Categories
Patent Law

Christa Laser on Patent Law’s Equitable Defenses

The following post comes from Wade Cribbs, a 2L at Scalia Law and a Research Assistant at CPIP.

a pair of glasses, an apple, and a stack of booksBy Wade Cribbs

In patent law, equitable defenses can play an essential role in multi-million-dollar patent infringement cases. Unclean hands, misuse, or estoppel can render a potential verdict unenforceable. CPIP Edison Fellow and Assistant Professor of Law at Cleveland-Marshall College of Law Christa J. Laser dives into the unique and unsettled role of equity in her Edison Fellowship paper, Equitable Defenses in Patent Law, which is forthcoming in the University of Miami Law Review.

Professor Laser compares two theories to determine how courts might interpret undefined language governing equitable defenses in patent statutes, given that the Supreme Court has repeatedly dodged the issue. One interpretive method is a traditional point of view, the faithful agent approach, that advocates for courts to only interpret the statutes’ scope from the legislature’s intent when crafting them. The alternative approach, referred to as dynamic statutory interpretation, suggests that courts should determine what the law ought to be given the vague nature of patent statutes. The unique relationship between patent law and equity and the historically broad language of patent statutes frame the discussion about how courts should interpret equitable patent defenses.

Professor Laser sets the stage by discussing the historical distinction between law and equity before merging in 1938. The distinction in patent law is that most patent claims had been brought in equity since 1870. In the Patent Act of 1870, Congress granted equity courts the ability to award actual damages in addition to equitable remedies, effectively giving equity courts the power of law and equity regarding patents.

This early delegation of patent law to equity courts fits with Congress’s lack of specific rules for patents. Equity has historically been more flexible than law. A common argument is that Congress’s lack of specific rules for patents is to enable a common law approach to patents. Congress establishes the rough outlines of the law while leaving the finer contours for the courts, and flexibility is a necessary trait in establishing these contours. However, even if that was once the case, equity has been constrained to standards that resemble the law. In 1952, Congress amended the Patent Act in an attempt to stabilize the common law approach by codifying it.

The question now is, did Congress codify preexisting decisional law or expand it? Also, what methods should courts take to determine the answer? The confusion and its specific relation to equity arose out of the 1952 amendment removing the specifically delineated equitable defenses established under the 1870 Act and replacing them with a defense of unenforceability. Further confusion arose because Congress eliminated the statement that the listed “defenses may be pleaded in any suit in equity for relief against alleged infringement” and left it to state only that “the following shall be a defense in any action.” While committee notes clarified that unenforceability covered the previously recognized equitable defenses, there was no comment on what “defenses in any action” meant. Previously, all equitable defenses were not understood to bar all claims under both law and equity. For example, estoppel barred claims in law and equity, but laches was limited to actions at law.

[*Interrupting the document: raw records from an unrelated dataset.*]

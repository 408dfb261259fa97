use std::collections::BTreeMap;

use anyhow::{Result, bail};
use chrono::Utc;
use tracing::{info, warn};

use crate::cli::RunArgs;
use crate::engine::{
    CommandEngine, CommandNormalizer, TextNormalizer, collect_tool_versions, default_model_names,
};
use crate::model::{ConfigReport, RunBatchManifest, RunBatchPaths};
use crate::topics::{QueryVariant, TopicParser};
use crate::util::{ensure_directory, now_utc_string, utc_compact_string, write_json_pretty};

use super::orchestrate::{ConfigStatus, QueryMaps, build_configurations, execute_configuration};

pub fn run(args: RunArgs) -> Result<()> {
    let started_ts = Utc::now();
    let started_at = now_utc_string();
    let run_id = format!("run-{}", utc_compact_string(started_ts));

    let cache_root = args.cache_root.clone();
    let manifest_dir = cache_root.join("manifests");
    let run_dir = args.run_dir.clone().unwrap_or_else(|| cache_root.join("runs"));
    ensure_directory(&manifest_dir)?;
    ensure_directory(&run_dir)?;

    let manifest_path = args.run_manifest_path.clone().unwrap_or_else(|| {
        manifest_dir.join(format!("run_batch_{}.json", utc_compact_string(started_ts)))
    });

    info!(run_id = %run_id, run_dir = %run_dir.display(), "starting run batch");

    let parser = TopicParser::new()?;
    let topic_set = parser.parse_files(&args.topic_paths);
    if topic_set.is_empty() {
        bail!(
            "no usable topics parsed from {} topic file(s)",
            args.topic_paths.len()
        );
    }
    info!(
        topics = topic_set.len(),
        collisions = topic_set.collisions,
        dropped = topic_set.dropped,
        file_failures = topic_set.file_failures,
        "merged topic files"
    );

    let engine = CommandEngine::new(args.engine_cmd.clone());
    let tool_versions = collect_tool_versions(Some(&engine), args.normalizer_cmd.as_deref())?;

    let mut normalizer = match &args.normalizer_cmd {
        Some(program) => Some(CommandNormalizer::spawn(program)?),
        None => None,
    };

    let mut warnings = Vec::<String>::new();
    if topic_set.file_failures > 0 {
        warnings.push(format!(
            "{} topic file(s) could not be read; the remaining files were merged",
            topic_set.file_failures
        ));
    }
    let mut queries = QueryMaps {
        short: topic_set.query_map(QueryVariant::Short),
        long: topic_set.query_map(QueryVariant::Long),
        short_normalized: None,
        long_normalized: None,
    };

    if args.normalize_topics {
        match normalizer.as_mut() {
            Some(normalizer) => {
                queries.short_normalized = Some(normalize_query_map(
                    &queries.short,
                    &mut *normalizer,
                    &mut warnings,
                )?);
                queries.long_normalized = Some(normalize_query_map(
                    &queries.long,
                    &mut *normalizer,
                    &mut warnings,
                )?);
            }
            None => {
                warn!("--normalize-topics requires --normalizer-cmd; topics left unnormalized");
                warnings
                    .push("--normalize-topics requested without --normalizer-cmd".to_string());
            }
        }
    }

    let model_names = if args.models.is_empty() {
        default_model_names()
    } else {
        args.models.clone()
    };

    let (configurations, model_fallbacks) = build_configurations(
        &args.raw_index,
        args.normalized_index.as_deref(),
        &model_names,
    );

    if args.normalized_index.is_some()
        && normalizer.is_none()
        && queries.short_normalized.is_none()
    {
        warn!("normalized-corpus configurations will search raw query text");
        warnings.push(
            "no normalizer available: normalized-corpus configurations searched raw query text"
                .to_string(),
        );
    }

    let mut reports = Vec::<ConfigReport>::new();
    // One configuration at a time, start to finish. The engine holds
    // process-wide native state; overlapping sessions corrupt it.
    for config in &configurations {
        let execution = execute_configuration(
            &engine,
            normalizer.as_mut(),
            config,
            &queries,
            args.top_k,
            &run_dir,
        )?;

        let (failure_stage, failure_reason) = match &execution.status {
            ConfigStatus::Failed { stage, reason } => {
                warn!(
                    run_tag = %config.run_tag(),
                    stage = %stage,
                    reason = %reason,
                    "configuration failed"
                );
                warnings.push(format!(
                    "configuration {} failed during {}: {}",
                    config.run_tag(),
                    stage,
                    reason
                ));
                (Some(stage.to_string()), Some(reason.clone()))
            }
            _ => (None, None),
        };

        reports.push(ConfigReport {
            run_tag: config.run_tag(),
            corpus_variant: config.corpus.as_str().to_string(),
            query_variant: config.query_variant.as_str().to_string(),
            model: config.model_name.clone(),
            model_fallback: config.model_fallback,
            status: execution.status.as_str().to_string(),
            failure_stage,
            failure_reason,
            run_path: execution
                .run_path
                .as_ref()
                .map(|path| path.display().to_string()),
            counts: execution.counts,
        });
    }

    let completed = reports.iter().filter(|r| r.status == "completed").count();
    let no_results = reports.iter().filter(|r| r.status == "no_results").count();
    let failed = reports.iter().filter(|r| r.status == "failed").count();

    let status = if !reports.is_empty() && failed == reports.len() {
        "failed".to_string()
    } else {
        "completed".to_string()
    };

    let manifest = RunBatchManifest {
        manifest_version: 1,
        run_id: run_id.clone(),
        status,
        started_at,
        updated_at: now_utc_string(),
        command: render_run_command(&args),
        tool_versions,
        paths: RunBatchPaths {
            cache_root: cache_root.display().to_string(),
            run_dir: run_dir.display().to_string(),
            topic_paths: args
                .topic_paths
                .iter()
                .map(|path| path.display().to_string())
                .collect(),
            raw_index: args.raw_index.display().to_string(),
            normalized_index: args
                .normalized_index
                .as_ref()
                .map(|path| path.display().to_string()),
        },
        topics_total: topic_set.len(),
        topic_collisions: topic_set.collisions,
        topics_dropped: topic_set.dropped,
        topic_file_failures: topic_set.file_failures,
        model_fallbacks,
        configurations_total: reports.len(),
        configurations_completed: completed,
        configurations_no_results: no_results,
        configurations_failed: failed,
        configurations: reports,
        warnings,
        notes: vec![
            "Configurations execute strictly sequentially; the engine never sees two sessions at once."
                .to_string(),
        ],
    };

    write_json_pretty(&manifest_path, &manifest)?;

    info!(path = %manifest_path.display(), "wrote run batch manifest");
    info!(
        configurations = manifest.configurations_total,
        completed,
        no_results,
        failed,
        "run batch finished"
    );

    Ok(())
}

/// Pre-normalizes a query map while preserving its key set exactly; a
/// per-query normalization failure keeps the original text so the topic
/// still participates in every configuration.
fn normalize_query_map<N: TextNormalizer>(
    map: &BTreeMap<String, String>,
    normalizer: &mut N,
    warnings: &mut Vec<String>,
) -> Result<BTreeMap<String, String>> {
    let mut normalized = BTreeMap::new();
    for (query_id, text) in map {
        let value = match normalizer.normalize(text) {
            Ok(value) => value,
            Err(err) => {
                warn!(query_id = %query_id, error = %err, "topic normalization failed");
                warnings.push(format!("topic {} failed normalization", query_id));
                text.clone()
            }
        };
        normalized.insert(query_id.clone(), value);
    }

    Ok(normalized)
}

fn render_run_command(args: &RunArgs) -> String {
    let mut command = vec![
        "irbench".to_string(),
        "run".to_string(),
        "--cache-root".to_string(),
        args.cache_root.display().to_string(),
        "--engine-cmd".to_string(),
        args.engine_cmd.display().to_string(),
        "--raw-index".to_string(),
        args.raw_index.display().to_string(),
        "--top-k".to_string(),
        args.top_k.to_string(),
    ];

    for path in &args.topic_paths {
        command.push("--topics".to_string());
        command.push(path.display().to_string());
    }
    if let Some(path) = &args.normalized_index {
        command.push("--normalized-index".to_string());
        command.push(path.display().to_string());
    }
    for model in &args.models {
        command.push("--model".to_string());
        command.push(model.clone());
    }
    if let Some(path) = &args.run_dir {
        command.push("--run-dir".to_string());
        command.push(path.display().to_string());
    }
    if let Some(path) = &args.normalizer_cmd {
        command.push("--normalizer-cmd".to_string());
        command.push(path.display().to_string());
    }
    if args.normalize_topics {
        command.push("--normalize-topics".to_string());
    }

    command.join(" ")
}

Professor Laser proposes three possible interpretations of the “defenses in any action” language. The phrase could mean that the defenses would apply equally in law and equity, that the equitable defenses would only bar claims in equity, or that courts should adopt a case-by-case approach, drawing guidance from prior case law. Professor Laser tosses out the first two alternatives as too stark a change from established law, given the lack of legislative comment. The case-by-case approach is unproblematic when it comes to laches and estoppel because their applications to law and equity claims is well delineated. However, for unclean hands, inequitable conduct, and patent misuse, the case law is much less clear, and the disagreement over statutory interpretation is necessary.

As a case-by-case approach is necessary, Professor Laser outlines the case law before 1952 and the impact the amendment had on unclean hands, inequitable conduct, and patent misuse defenses.

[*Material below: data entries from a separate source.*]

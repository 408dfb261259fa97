use std::collections::BTreeMap;
use std::fs::{self, File};
use std::io::{BufWriter, Write};
use std::path::Path;

use anyhow::{Context, Result};

use crate::util::ensure_directory;

/// One (query, retrieved document) pair in the standard six-field run
/// format: `query_id Q0 doc_id rank score run_tag`.
#[derive(Debug, Clone, PartialEq)]
pub struct RunEntry {
    pub query_id: String,
    pub doc_id: String,
    pub rank: usize,
    pub score: f64,
    pub run_tag: String,
}

impl RunEntry {
    pub fn to_line(&self) -> String {
        format!(
            "{} Q0 {} {} {:.6} {}",
            self.query_id, self.doc_id, self.rank, self.score, self.run_tag
        )
    }
}

/// Writes the whole run in one batch and flushes before returning, so the
/// file is complete once this call succeeds.
pub fn write_run_file(path: &Path, entries: &[RunEntry]) -> Result<()> {
    if let Some(parent) = path.parent() {
        ensure_directory(parent)?;
    }

    let file =
        File::create(path).with_context(|| format!("failed to create run file: {}", path.display()))?;
    let mut writer = BufWriter::new(file);

    for entry in entries {
        writeln!(writer, "{}", entry.to_line())
            .with_context(|| format!("failed to write run file: {}", path.display()))?;
    }

    writer
        .flush()
        .with_context(|| format!("failed to flush run file: {}", path.display()))?;

    Ok(())
}

/// Ranked lists per query in file order, which the engine contract
/// guarantees is rank order.
#[derive(Debug, Default)]
pub struct ParsedRun {
    pub rankings: BTreeMap<String, Vec<(String, f64)>>,
    pub run_tag: Option<String>,
    pub malformed_lines: usize,
}

/// Lines must carry exactly six whitespace-separated fields with a numeric
/// rank and score; anything else is counted and skipped, never fatal.
pub fn parse_run_file(path: &Path) -> Result<ParsedRun> {
    let raw = fs::read(path).with_context(|| format!("failed to read {}", path.display()))?;
    let text = String::from_utf8_lossy(&raw);

    let mut parsed = ParsedRun::default();
    for line in text.lines() {
        let line = line.trim();
        if line.is_empty() {
            continue;
        }

        let fields: Vec<&str> = line.split_whitespace().collect();
        if fields.len() != 6 {
            parsed.malformed_lines += 1;
            continue;
        }

        if fields[3].parse::<usize>().is_err() {
            parsed.malformed_lines += 1;
            continue;
        }
        let Ok(score) = fields[4].parse::<f64>() else {
            parsed.malformed_lines += 1;
            continue;
        };

        if parsed.run_tag.is_none() {
            parsed.run_tag = Some(fields[5].to_string());
        }

        parsed
            .rankings
            .entry(fields[0].to_string())
            .or_default()
            .push((fields[2].to_string(), score));
    }

    Ok(parsed)
}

For prior case law on unclean hands, Professor Laser looks at Keystone, Hazel-Atlas, and Precision Instruments. Keystone highlights that unclean hands can serve as a bar to equitable relief when plaintiffs commit acts such as bribery or suppression of evidence. Hazel-Atlas allowed unclean hands to bar a judgment at law in an infringement suit because the plaintiff based both the patent itself and the infringement case upon bribery and fraud. In Precision Instruments, the court dismissed the case because blackmail by the plaintiff was an act related to the cause of action that transgressed equitable principles. The case law before 1952 illustrates that equitable claims are barred when a party commits an unconscionable act related to the cause of action, and legal claims are barred if fraud leads to a legal judgment.

After the 1952 amendment, the Federal Circuit has expanded unclean hands to bar both legal and equitable relief without the related cause of action requirement. In Gilead v. Merck, the Federal Circuit held that unclean hands constituted grounds for summary judgment on both legal and equitable claims where an attorney had given false testimony in support of unethically obtained patent strategy information. Pre-1952 case law did not bar legal relief when the conduct was not inequitable, but in Gilead, the court held that conduct that was unclean hands—but that was not inequitable—still barred legal relief.

Some courts believe that inequitable conduct arose out of the unclean hands doctrine. However, inequitable conduct was a defense against patent claims in the first Patent Act passed in 1790. Inequitable conduct and invalidity overlap heavily. Inequitable conduct requires a deceptive intent with misleading information to render a patent invalid. Invalidity requires no such intent. Previously, the reasoning for pleading inequitable conduct instead of invalidity was that inequitable conduct had infectious invalidity. If a claim was invalid, only that claim was invalid and did not affect any other claim in the patent. However, inequitable conduct in a claim would infect the entire patent making it invalid. Congress removed this distinction in 2011 when it passed the America Invents Act and removed the infectious invalidity result from inequitable conduct. The doctrines is now no longer distinguishable from invalidity.

Patent misuse is improperly using a patent outside of the scope of the patent grant. The Supreme Court, in Continental Paper Bag, held that an unused patent was not a misused patent. On the other hand, in Morton Salt and B.B. Chemical, the Supreme Court found that product tying did qualify as patent misuse, and selling a patented machine cannot be tied to the sale of an unpatented dependent product. Before 1952, patent misuse was only an equitable defense to prevent infringing injunctions. There has not been a patent misuse Supreme Court case since 1952, so how the amendment affected the doctrine has yet to be seen.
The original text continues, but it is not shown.